The Retail Doctor Blog

How To Reduce Retail Employee Turnover

Written by Bob Phibbs | May 01, 2015

For CEOs and hiring managers, retail employee turnover can quickly turn into a black hole that devours profits.

No matter the number of shops you oversee, losing employees isn’t just an inconvenience, it attacks your bottom line on multiple fronts by:

  • Wasting the money you spent on the hiring process.
  • Wasting the money and time you spent on training.
  • Costing sales as less experienced replacements are brought on board.
  • Costing any customers that may feel loyal to exiting salespeople. 

All of these issues consume your two most precious resources - time and money. Maintaining and maximizing revenues requires maintaining your experienced salesforce and maximizing the return on your investment in them.

It Comes With Age

One of the biggest problems you face as a CEO has to do with the age of your salesforce.  You know that...

They are, overwhelmingly, comprised of members of the Millennial generation. This is a generation that doesn’t care about interpersonal face-to-face experiences, brand value, or business loyalty.

They’ve been schooled that retail is all about price, location and speed.

Beyond that, your salesforce is increasingly composed of people who don’t want what you provide and don’t care about jumping ship at a moment’s notice.

Previous generations often stayed with a company for decades. Millennials will quit a job to go on Spring Break in Cancun, simply assuming that they can get another thankless job when they get back.

And, too often, they’re right.

What do You Offer Employees?

While a lot of retailers are increasing their entry-level pay, this isn’t about the money.

If it came down to wages alone, nobody would work retail. Ever.

Or would ever have worked in a shop. Ever.

So, why do so many choose this career?

A lot of people, even Millennials, really do like helping people. It may not be their cup of tea when they’re shopping, but everybody likes to feel useful.

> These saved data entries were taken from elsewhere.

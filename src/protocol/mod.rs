//! Protocol module - four-state values, wire format, and bus frames.
//!
//! This module implements the per-cycle data exchanged with the simulator:
//! - Four-state values and 32-bit words (two bit-planes each)
//! - Native-endian frame layout and control bit constants
//! - Outbound/inbound frame structs with typed accessors

mod four_state;
mod frame;
mod wire_format;

pub use four_state::{FourStateValue, FourStateWord};
pub use frame::{ControlScalar, InboundFrame, OutboundFrame};
pub use wire_format::{
    ctl_in, ctl_out, get_word, put_word, INBOUND_FRAME_SIZE, OUTBOUND_FRAME_SIZE, SCALAR_SIZE,
    WORD_SIZE,
};
//! Bench driver - the minimal bus exerciser.
//!
//! This example demonstrates:
//! - Opening a session on the FIFOs named by `ZBUS_OUTPUT` / `ZBUS_INPUT`
//! - Waiting for the simulated reset to release
//! - A few word reads and writes against the device under test
//! - Ending the simulation
//!
//! # Running against a simulator
//!
//! ```text
//! mkfifo tmp/interface-o.fifo tmp/interface-i.fifo
//! vvp -M. -mzbus sim.vvp &              # simulator side opens the same FIFOs
//! RUST_LOG=zbus_cosim=debug cargo run --example zbus_bench
//! ```

use tracing_subscriber::EnvFilter;
use zbus_cosim::{BusMaster, SessionConfig};

const BASE: u32 = 0x0;

#[tokio::main(flavor = "current_thread")]
async fn main() -> Result<(), Box<dyn std::error::Error>> {
    tracing_subscriber::fmt()
        .with_env_filter(EnvFilter::from_default_env())
        .with_writer(std::io::stderr)
        .init();

    let config = SessionConfig::from_env()?;
    let mut bus = BusMaster::open(&config).await?;

    bus.reset().await?;

    for offset in [0x0, 0x4, 0x8, 0xc] {
        let value = bus.ioread32(BASE + offset).await?;
        tracing::info!("read  {:#010x} -> {:#010x}", BASE + offset, value);
    }

    let pattern = [0x0123_4567, 0x89ab_cdef, 0xa5a5_a5a5, 0x5a5a_5a5a];
    for (offset, value) in [0x0, 0x4, 0x8, 0xc].into_iter().zip(pattern) {
        bus.iowrite32(value, BASE + offset).await?;
        tracing::info!("write {:#010x} <- {:#010x}", BASE + offset, value);
    }

    bus.stop().await?;
    tracing::info!("finished after {} cycles", bus.cycles());

    Ok(())
}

Other people like the fringe benefits. They like being challenged, they like store discounts, they like working with products they personally use or they like having some control over their earnings in the form of commissions.

Whatever the reasons, people choose to work in a retail store hoping to be engaged and rewarded.

If all they’re doing is standing around like drones, it isn’t long until they rocket away to something more interesting on their smartphone - something like Planet Facebook, Planet Instagram or Planet Tinder.

Engagement Through Training

Aside from offering an unsupportable wage, how do you engage interest and reduce associate turnover?

What do you offer your team that they can’t get from any one of a hundred other retailers in your area? If you’re smart, you offer them the tools and knowledge they need to be helpful, be engaged, and feel rewarded. If all you offer is minimum wage, you need to give them life skills they can’t get anywhere else.

That’s much more than how to stock a shelf or do an inventory check...

Out of Hiding, and Onto the Sales Floor

A big part of high turnover is a lack of confidence in the sales force.

Lack of confidence stems directly from a lack of comprehensive, actionable training. They don’t feel good about what they are doing, possibly about themselves, and certainly their ability to engage strangers.

Unfortunately, manager coaching is at an all-time low, resulting in as much as 85% of employees’ sales skills never being adequately tapped to drive sales performance; those associates are reduced to little more than warehouse workers.

A few hours or minutes of ad-hoc training with whomever-happens-to-be-free-at-the-moment won’t cut it.

You need a dependable, repeatable system for training associates the soft skills of how to build rapport and engage strangers, not just ask, “Can I help you?”

See also, 8 Reasons Why Your Turnover Is So High 

In Sum

Without the confidence that comes from robust sales training, your employees will end up hiding out in break rooms, playing with their smartphones, or standing around in the felon pose with their hands firmly clasped behind their backs bored out of the minds.

Once that happens, they’re not helpful, they’re not engaged, and they won’t feel rewarded.

But they will be looking for the exit at the earliest opportunity.